# The problem
Go through the listing below. Copy each line that has the string "BTreeSet".

# Record excerpts
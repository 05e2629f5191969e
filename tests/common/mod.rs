use std::collections::BTreeSet;
use std::sync::{LazyLock, Mutex};

use flexi_logger::{Logger, LoggerHandle};
use matrix_graph::{Adjacency, Distance, Graph, Weight};
use scopeguard::{OnUnwind, ScopeGuard};

#[allow(dead_code)]
pub static LOGGER: LazyLock<Mutex<LoggerHandle>> = LazyLock::new(|| {
    Mutex::new(
        Logger::try_with_env_or_str("info")
            .unwrap()
            .write_mode(flexi_logger::WriteMode::SupportCapture)
            .log_to_stdout()
            .set_palette("196;208;3;7;8".to_owned())
            .format(|w, now, record| {
                let style = flexi_logger::style(record.level());
                write!(
                    w,
                    "{} {pref}[{}] {}{suf}",
                    now.format("%H:%M:%S"),
                    &record.level().as_str()[0..1],
                    record.args(),
                    pref = style.prefix(),
                    suf = style.suffix(),
                )
            })
            .start()
            .unwrap(),
    )
});

#[allow(dead_code)]
pub fn init_logger() {
    let _ = &*LOGGER;
}

/// Logs the value if the test panics while it is alive.
#[allow(dead_code)]
pub fn guard<T: std::fmt::Debug>(t: T) -> ScopeGuard<T, impl FnOnce(T), OnUnwind> {
    scopeguard::guard_on_unwind(t, |t| log::error!("Crash with {t:?}"))
}

/// Graph on labels 'A'.. with the given edges given as labels.
#[allow(dead_code)]
pub fn lettered<S: Adjacency>(n: u8, edges: &[(char, char, Weight)]) -> Graph<char, S> {
    let mut g = Graph::new((0..n).map(|i| (b'A' + i) as char));
    for (a, b, w) in edges {
        assert!(g.connect(a, b, *w).unwrap());
    }
    g
}

/// Plain adjacency sets, the reference everything is checked against.
#[allow(dead_code)]
#[derive(Debug, Clone)]
pub struct Dumb {
    pub adj: Vec<BTreeSet<usize>>,
    pub edges: Vec<(usize, usize, Weight)>,
}

#[allow(dead_code)]
impl Dumb {
    pub fn from_graph<L, S>(g: &Graph<L, S>) -> Self
    where
        L: PartialEq + Clone + std::fmt::Debug,
        S: Adjacency,
    {
        let mut adj = vec![BTreeSet::new(); g.vertex_count()];
        let mut edges = vec![];
        for u in 0..g.vertex_count() {
            for v in 0..g.vertex_count() {
                if let Some(w) = g.weight(u, v) {
                    adj[u].insert(v);
                    if u < v {
                        edges.push((u, v, w));
                    }
                }
            }
        }
        Self { adj, edges }
    }

    pub fn n(&self) -> usize {
        self.adj.len()
    }

    /// Vertices reachable from u without going through `removed`.
    pub fn reachable(&self, u: usize, removed: Option<usize>) -> BTreeSet<usize> {
        let mut seen = BTreeSet::new();
        let mut stack = vec![u];
        while let Some(u) = stack.pop() {
            if Some(u) != removed && seen.insert(u) {
                stack.extend(self.adj[u].iter().copied());
            }
        }
        seen
    }

    /// Number of connected components, ignoring `removed`.
    pub fn components(&self, removed: Option<usize>) -> usize {
        let mut seen = BTreeSet::new();
        let mut count = 0;
        for u in 0..self.n() {
            if Some(u) != removed && !seen.contains(&u) {
                count += 1;
                seen.extend(self.reachable(u, removed));
            }
        }
        count
    }

    /// Vertices whose removal increases the number of components.
    pub fn articulation_points(&self) -> Vec<usize> {
        let base = self.components(None);
        (0..self.n())
            .filter(|&u| self.components(Some(u)) > base)
            .collect()
    }

    /// Floyd–Warshall distances.
    pub fn distances(&self) -> Vec<Vec<Option<Distance>>> {
        let n = self.n();
        let mut d = vec![vec![None; n]; n];
        for u in 0..n {
            d[u][u] = Some(0);
        }
        for &(u, v, w) in &self.edges {
            d[u][v] = Some(Distance::from(w));
            d[v][u] = Some(Distance::from(w));
        }
        for k in 0..n {
            for i in 0..n {
                for j in 0..n {
                    if let (Some(a), Some(b)) = (d[i][k], d[k][j]) {
                        if d[i][j].map_or(true, |c| a + b < c) {
                            d[i][j] = Some(a + b);
                        }
                    }
                }
            }
        }
        d
    }

    /// Weight of the minimum spanning tree of the component containing `start`, by trying every subset
    /// of edges with the right size. Only usable on small graphs.
    pub fn brute_mst_weight(&self, start: usize) -> Distance {
        let comp = self.reachable(start, None);
        let edges: Vec<_> = self
            .edges
            .iter()
            .copied()
            .filter(|(u, _, _)| comp.contains(u))
            .collect();
        let mut best: Option<Distance> = None;
        let mut chosen = vec![];
        let mut check = |tree: &[(usize, usize, Weight)]| {
            let mut t = Dumb {
                adj: vec![BTreeSet::new(); self.n()],
                edges: vec![],
            };
            for &(u, v, _) in tree {
                t.adj[u].insert(v);
                t.adj[v].insert(u);
            }
            if t.reachable(start, None) == comp {
                let w: Distance = tree.iter().map(|e| Distance::from(e.2)).sum();
                if best.map_or(true, |b| w < b) {
                    best = Some(w);
                }
            }
        };
        Self::choose(&edges, 0, comp.len() - 1, &mut chosen, &mut check);
        best.expect("component always has a spanning tree")
    }

    fn choose(
        edges: &[(usize, usize, Weight)],
        from: usize,
        k: usize,
        chosen: &mut Vec<(usize, usize, Weight)>,
        f: &mut impl FnMut(&[(usize, usize, Weight)]),
    ) {
        if chosen.len() == k {
            f(chosen);
            return;
        }
        for i in from..edges.len() {
            if edges.len() - i < k - chosen.len() {
                break;
            }
            chosen.push(edges[i]);
            Self::choose(edges, i + 1, k, chosen, f);
            chosen.pop();
        }
    }
}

# Solution for this exercise
use std::collections::BTreeSet;
    pub adj: Vec<BTreeSet<usize>>,
        let mut adj = vec![BTreeSet::new(); g.vertex_count()];
    pub fn reachable(&self, u: usize, removed: Option<usize>) -> BTreeSet<usize> {
        let mut seen = BTreeSet::new();
        let mut seen = BTreeSet::new();
                adj: vec![BTreeSet::new(); self.n()],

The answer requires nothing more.